The sagging fortunes of the recently revived Sawdust Festival could be receiving a much-needed boost with the expansion of the annual competition to include ATV trail rides, mountain bike races, archery tournaments, a trail run, horseshoe tournament and a Dutch oven cook off.
For decades, the original Payson Sawdust Festival — which was begun more than 30 years ago — was a big draw, attracting throngs of fans and onlookers from around the state to the old rodeo grounds located near where the Rumsey Park library and multipurpose field are now located.
But after the rustic rodeo grounds were shut down and the festival moved to the Payson Event Center, the event lost most of its luster and was discontinued in the early 1990s.
After a 16-year hiatus, a new, improved and resurrected festival was held in 2009 at PEC.
It, however, enjoyed only limited success with few fans filling the stands and only 43 contestants entered.
Some attributed the lack of interest to the vanishing Rim Country logging industry, the rains that drenched the events on that Memorial Day weekend, lingering economic depression and PEC’s lack of the pastoral tall timber ambience that graced the old rodeo grounds.
Those who sponsored the revived festival, Cameron Davis and his employees at the Town of Payson Department of Parks, Recreation and Economic Development, decided to shift gears and pump up the weekend by adding games, tournaments, races, rides and distance runs that would be attractive to a wider swath of the population.

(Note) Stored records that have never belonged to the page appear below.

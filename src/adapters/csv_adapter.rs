//! CSV file data adapter.
//!
//! One file per symbol, `<directory>/<SYMBOL>.csv`, with a header row.
//! Column handling is delegated to [`normalize_bars`].

use crate::domain::error::AlgoTraderError;
use crate::domain::ohlcv::{normalize_bars, Bar};
use crate::ports::data_port::DataPort;
use std::fs;
use std::io::ErrorKind;
use std::path::PathBuf;

pub struct CsvAdapter {
    base_path: PathBuf,
}

impl CsvAdapter {
    pub fn new(base_path: PathBuf) -> Self {
        Self { base_path }
    }

    fn csv_path(&self, symbol: &str) -> PathBuf {
        self.base_path.join(format!("{symbol}.csv"))
    }
}

fn csv_error(e: csv::Error) -> AlgoTraderError {
    let row = e.position().map(|p| p.line() as usize).unwrap_or(0);
    AlgoTraderError::InvalidBar {
        row,
        reason: format!("CSV parse error: {e}"),
    }
}

impl DataPort for CsvAdapter {
    fn fetch_bars(&self, symbol: &str) -> Result<Vec<Bar>, AlgoTraderError> {
        let path = self.csv_path(symbol);
        let content = fs::read_to_string(&path).map_err(|e| match e.kind() {
            ErrorKind::NotFound => AlgoTraderError::NoData {
                symbol: symbol.to_string(),
            },
            _ => AlgoTraderError::Io(e),
        })?;

        let mut rdr = csv::ReaderBuilder::new()
            .flexible(true)
            .trim(csv::Trim::All)
            .from_reader(content.as_bytes());

        let columns: Vec<String> = rdr
            .headers()
            .map_err(csv_error)?
            .iter()
            .map(str::to_string)
            .collect();

        let mut rows = Vec::new();
        for result in rdr.records() {
            let record = result.map_err(csv_error)?;
            rows.push(record.iter().map(str::to_string).collect::<Vec<String>>());
        }

        let bars = normalize_bars(&columns, &rows)?;
        tracing::debug!(symbol, path = %path.display(), rows = rows.len(), bars = bars.len(), "bars loaded");
        Ok(bars)
    }
}
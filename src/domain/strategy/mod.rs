//! Signal producer configuration and construction.

pub mod ma_crossover;
pub mod rsi_reversion;

use crate::domain::error::AlgoTraderError;
use crate::domain::ohlcv::Bar;
use crate::domain::signal::{Signal, SignalProducer};

pub use ma_crossover::MovingAverageCrossover;
pub use rsi_reversion::RsiMeanReversion;

pub const MA_CROSSOVER: &str = "ma_crossover";
pub const RSI_MEAN_REVERSION: &str = "rsi_mean_reversion";

#[derive(Debug, Clone, PartialEq)]
pub struct StrategyConfig {
    pub name: String,
    pub short_window: usize,
    pub long_window: usize,
    pub rsi_period: usize,
    pub oversold: f64,
    pub overbought: f64,
}

impl Default for StrategyConfig {
    fn default() -> Self {
        StrategyConfig {
            name: MA_CROSSOVER.to_string(),
            short_window: 10,
            long_window: 50,
            rsi_period: 14,
            oversold: 30.0,
            overbought: 70.0,
        }
    }
}

pub fn build_producer(config: &StrategyConfig) -> Result<Box<dyn SignalProducer>, AlgoTraderError> {
    match config.name.trim().to_lowercase().as_str() {
        MA_CROSSOVER => Ok(Box::new(MovingAverageCrossover::new(
            config.short_window,
            config.long_window,
        ))),
        RSI_MEAN_REVERSION => Ok(Box::new(RsiMeanReversion::new(
            config.rsi_period,
            config.oversold,
            config.overbought,
        ))),
        _ => Err(AlgoTraderError::UnknownStrategy {
            name: config.name.clone(),
        }),
    }
}

/// Replays a precomputed signal list, ignoring the bars.
#[derive(Debug, Clone)]
pub struct FixedSignals {
    name: String,
    signals: Vec<Signal>,
}

impl FixedSignals {
    pub fn new(name: impl Into<String>, signals: Vec<Signal>) -> Self {
        FixedSignals {
            name: name.into(),
            signals,
        }
    }
}

impl SignalProducer for FixedSignals {
    fn name(&self) -> &str {
        &self.name
    }

    fn generate_signals(&self, _bars: &[Bar], symbol: &str) -> Vec<Signal> {
        self.signals
            .iter()
            .filter(|s| s.symbol == symbol)
            .cloned()
            .collect()
    }
}
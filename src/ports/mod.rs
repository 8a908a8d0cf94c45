//! Port traits: the seams between the domain and the outside world.

pub mod broker_port;
pub mod config_port;
pub mod data_port;
pub mod persistence_port;
pub mod report_port;
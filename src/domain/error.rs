//! Domain error types.
//!
//! Order rejections and degenerate statistics are not errors: they are
//! reported through `OrderResult`, `RiskAssessment` and sentinel metric
//! values. Everything here aborts the operation before any account state
//! is touched.

/// Top-level error type for algotrader.
#[derive(Debug, thiserror::Error)]
pub enum AlgoTraderError {
    #[error("config parse error in {file}: {reason}")]
    ConfigParse { file: String, reason: String },

    #[error("invalid config value [{section}] {key}: {reason}")]
    ConfigInvalid {
        section: String,
        key: String,
        reason: String,
    },

    #[error("bar data missing columns: {}", columns.join(", "))]
    MissingColumns { columns: Vec<String> },

    #[error("invalid bar at row {row}: {reason}")]
    InvalidBar { row: usize, reason: String },

    #[error("no usable bars for {symbol}")]
    EmptySeries { symbol: String },

    #[error("no data for {symbol}")]
    NoData { symbol: String },

    #[error("unknown strategy '{name}'")]
    UnknownStrategy { name: String },

    #[error("persistence error: {reason}")]
    Persistence { reason: String },

    #[error("report error: {reason}")]
    Report { reason: String },

    #[error(transparent)]
    Io(#[from] std::io::Error),
}

impl From<&AlgoTraderError> for std::process::ExitCode {
    fn from(err: &AlgoTraderError) -> Self {
        let code: u8 = match err {
            AlgoTraderError::Io(_) | AlgoTraderError::Report { .. } => 1,
            AlgoTraderError::ConfigParse { .. } | AlgoTraderError::ConfigInvalid { .. } => 2,
            AlgoTraderError::Persistence { .. } => 3,
            AlgoTraderError::UnknownStrategy { .. } => 4,
            AlgoTraderError::MissingColumns { .. }
            | AlgoTraderError::InvalidBar { .. }
            | AlgoTraderError::EmptySeries { .. }
            | AlgoTraderError::NoData { .. } => 5,
        };
        std::process::ExitCode::from(code)
    }
}
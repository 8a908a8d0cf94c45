//! Tracing subscriber setup for the binary.

use crate::domain::error::AlgoTraderError;
use crate::domain::settings::{LogFormat, LoggingConfig};

/// Environment variable that overrides the configured log filter.
pub const LOG_ENV: &str = "ALGOTRADER_LOG";

/// Install a global `fmt` subscriber writing to stderr. The filter comes
/// from `ALGOTRADER_LOG`, else `logging.level`. A second call is a no-op.
pub fn init_tracing(logging: &LoggingConfig) -> Result<(), AlgoTraderError> {
    let filter = std::env::var(LOG_ENV).unwrap_or_else(|_| logging.level.clone());
    let env_filter = tracing_subscriber::EnvFilter::try_new(&filter).map_err(|err| {
        AlgoTraderError::ConfigInvalid {
            section: "logging".into(),
            key: "level".into(),
            reason: format!("invalid log filter '{filter}': {err}"),
        }
    })?;

    let builder = tracing_subscriber::fmt()
        .with_env_filter(env_filter)
        .with_ansi(logging.ansi)
        .with_writer(std::io::stderr);
    // Err only means a subscriber is already installed.
    let _ = match logging.format {
        LogFormat::Json => builder.json().try_init(),
        LogFormat::Text => builder.try_init(),
    };
    Ok(())
}
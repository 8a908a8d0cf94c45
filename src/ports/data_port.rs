//! Bar data access port trait.

use crate::domain::error::AlgoTraderError;
use crate::domain::ohlcv::Bar;

pub trait DataPort {
    /// Normalized bars for `symbol`, ascending with unique timestamps.
    fn fetch_bars(&self, symbol: &str) -> Result<Vec<Bar>, AlgoTraderError>;
}
//! Open positions and closed-trade records.

use chrono::NaiveDateTime;
use serde::{Deserialize, Serialize};
use std::fmt;

use super::execution::OrderSide;

/// Quantities at or below this are treated as flat.
pub const QUANTITY_EPSILON: f64 = 1e-9;

/// Mutable per-symbol position owned by an account. Entry price is the
/// volume-weighted average of every same-direction fill.
#[derive(Debug, Clone, PartialEq)]
pub struct Position {
    pub symbol: String,
    pub side: OrderSide,
    pub quantity: f64,
    pub entry_price: f64,
    pub current_price: f64,
    pub stop_loss: Option<f64>,
}

impl Position {
    pub fn open(symbol: &str, quantity: f64, fill_price: f64, stop_loss: Option<f64>) -> Self {
        Position {
            symbol: symbol.to_string(),
            side: OrderSide::Buy,
            quantity,
            entry_price: fill_price,
            current_price: fill_price,
            stop_loss,
        }
    }

    /// Merge another fill into the position. The stop-loss is replaced, not merged.
    pub fn add(&mut self, quantity: f64, fill_price: f64, stop_loss: Option<f64>) {
        let new_qty = self.quantity + quantity;
        self.entry_price = (self.entry_price * self.quantity + fill_price * quantity) / new_qty;
        self.quantity = new_qty;
        self.stop_loss = stop_loss;
    }

    /// Remove up to `quantity` and return what was actually removed.
    pub fn reduce(&mut self, quantity: f64) -> f64 {
        let removed = quantity.min(self.quantity);
        self.quantity -= removed;
        removed
    }

    pub fn is_flat(&self) -> bool {
        self.quantity <= QUANTITY_EPSILON
    }

    pub fn market_value(&self) -> f64 {
        self.current_price * self.quantity
    }

    pub fn unrealized_pnl(&self) -> f64 {
        (self.current_price - self.entry_price) * self.quantity
    }

    pub fn snapshot(&self) -> PositionSnapshot {
        PositionSnapshot {
            symbol: self.symbol.clone(),
            side: self.side,
            quantity: self.quantity,
            entry_price: self.entry_price,
            current_price: self.current_price,
            unrealized_pnl: self.unrealized_pnl(),
            stop_loss: self.stop_loss,
        }
    }
}

/// Read-only copy of a position handed to callers outside the account.
#[derive(Debug, Clone, PartialEq, Serialize, Deserialize)]
pub struct PositionSnapshot {
    pub symbol: String,
    pub side: OrderSide,
    pub quantity: f64,
    pub entry_price: f64,
    pub current_price: f64,
    pub unrealized_pnl: f64,
    pub stop_loss: Option<f64>,
}

#[derive(Debug, Clone, Copy, PartialEq, Eq, Serialize, Deserialize)]
#[serde(rename_all = "snake_case")]
pub enum ExitReason {
    Signal,
    StopLoss,
    EndOfData,
}

impl fmt::Display for ExitReason {
    fn fmt(&self, f: &mut fmt::Formatter<'_>) -> fmt::Result {
        match self {
            ExitReason::Signal => write!(f, "signal"),
            ExitReason::StopLoss => write!(f, "stop_loss"),
            ExitReason::EndOfData => write!(f, "end_of_data"),
        }
    }
}

/// Closed round trip. `pnl = (exit - entry) * quantity - commission`, where
/// `commission` is the exit-side commission.
#[derive(Debug, Clone, PartialEq, Serialize, Deserialize)]
pub struct TradeRecord {
    pub symbol: String,
    pub side: OrderSide,
    pub entry_price: f64,
    pub exit_price: f64,
    pub quantity: f64,
    pub entry_time: NaiveDateTime,
    pub exit_time: NaiveDateTime,
    pub pnl: f64,
    pub commission: f64,
    pub return_pct: f64,
    pub exit_reason: ExitReason,
}

impl TradeRecord {
    pub fn is_win(&self) -> bool {
        self.pnl > 0.0
    }
}
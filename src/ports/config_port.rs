//! Configuration access port trait.
//!
//! An absent key yields the caller's default. A present key that does not
//! parse as the requested type is a `ConfigInvalid` error naming it.

use crate::domain::error::AlgoTraderError;

pub trait ConfigPort {
    fn get_string(&self, section: &str, key: &str) -> Option<String>;
    fn get_int(&self, section: &str, key: &str, default: i64) -> Result<i64, AlgoTraderError>;
    fn get_double(&self, section: &str, key: &str, default: f64) -> Result<f64, AlgoTraderError>;
    fn get_bool(&self, section: &str, key: &str, default: bool) -> Result<bool, AlgoTraderError>;
}
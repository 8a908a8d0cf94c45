//! Order execution port trait.
//!
//! Anything that can fill orders for a single account: the in-memory
//! [`PaperAccount`](crate::domain::portfolio::PaperAccount) or a live
//! brokerage. The replay engine and the trading service only see this
//! trait.

use crate::domain::execution::{OrderResult, OrderSide};
use crate::domain::position::PositionSnapshot;

pub trait Broker {
    fn place_order(
        &mut self,
        symbol: &str,
        side: OrderSide,
        quantity: f64,
        price: f64,
        stop_loss: Option<f64>,
    ) -> OrderResult;

    /// Sell the whole open quantity of `symbol` at `price`.
    fn close_position(&mut self, symbol: &str, price: f64) -> OrderResult;

    fn get_positions(&self) -> Vec<PositionSnapshot>;

    /// Cash on hand.
    fn get_balance(&self) -> f64;

    /// Cash plus the marked value of every open position.
    fn get_portfolio_value(&self) -> f64;

    /// Mark an open position to `price`. No-op when flat.
    fn update_price(&mut self, symbol: &str, price: f64);
}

“We sat down with our major sponsors and discussed a vision of what this could become,” said Davis. “Obviously, we wanted it to appeal to a more diverse group, but still be built around some of the traditions we have up here.”
Following the discussions with sponsors, which include Home Depot, Stihl, Cabelas and others, Davis assembled his town employees to begin planning the new games.
“We settled on the eight events that reflected life in the mountains,” said Davis.
In scheduling the competitions, Davis and his group contacted several organizations to help out, including the Dutch Oven Society of Arizona, the Arizona State Horseshoe Pitchers Association and others.
With feedback from those groups and brainstorming among P&R employees, plans were laid to morph the Sawdust Festival into the Mountain High Games.
The games kick off from 3 p.m. to 5 p.m. on opening day, June 3, with registration for all events.
Later that evening, open archery range shooting and an ATV trail ride will be held.
At 9 p.m., a country music concert and dance will be held at the historic Oxbow Saloon on Main Street.
Performing will be Nashville recording artist Candyce, who recently released the album “Kickin’ up Dust.”
She will also perform the following evening, June 4, in a summer concert series at Green Valley Park. That program is set to begin at 7 p.m.
Following the concert, about 9 p.m., another dance will be held at the Oxbow, this time featuring the Landon Shill group that appears frequently at East Valley watering holes playing Americana and country rock music.
The festival kicks off at 8 a.m. that Saturday with an ATV trail ride and continues with adult and kids mountain bike races, a 5K trail run, 3D archery tournament, blind draw horseshoe contest, Dutch oven cooking competition, Loggers Sawdust Festival and at 5 p.m. the ATV rodeo.
The rodeo includes several clever events including ATV bowling grocery race, hide race and a hot shot competition in which riders are given a large water gun and must navigate a course shooting a ping pong ball off strategically placed cones.
The adult bike race could mark a return to the Mayor’s Cup of yesteryear.
Currently, Davis and others, including local mountain biking guru Dan Basinski, are studying ways to link the upcoming race to the Cup races that were popular for so many years.
The final day
The games resume at 7 a.m., Sunday, June 5 with an ATV trail ride.
From 9 a.m. to 10 a.m. the finals of the Loggers Sawdust Festival and open archery range shooting will be held.
Davis expects the archery competition to draw several locals and also be among the most popular events.
“We are anticipating more than 100 will enter,” he said.
At noon, the games wrap up with the Sawdust Festival Awards Ceremony and the awarding of cash and prizes.
In planning the games, Davis is emphasizing that while they will draw some professional and seasoned competitors, they are also open to novices.
“Beginners and amateurs are welcome,” he said, explaining various skill levels can be accommodated because most events feature age/ability categories. In the ATV ride, there are three age divisions — 8-12 years, 13-15 years and adult, plus ATV classifications.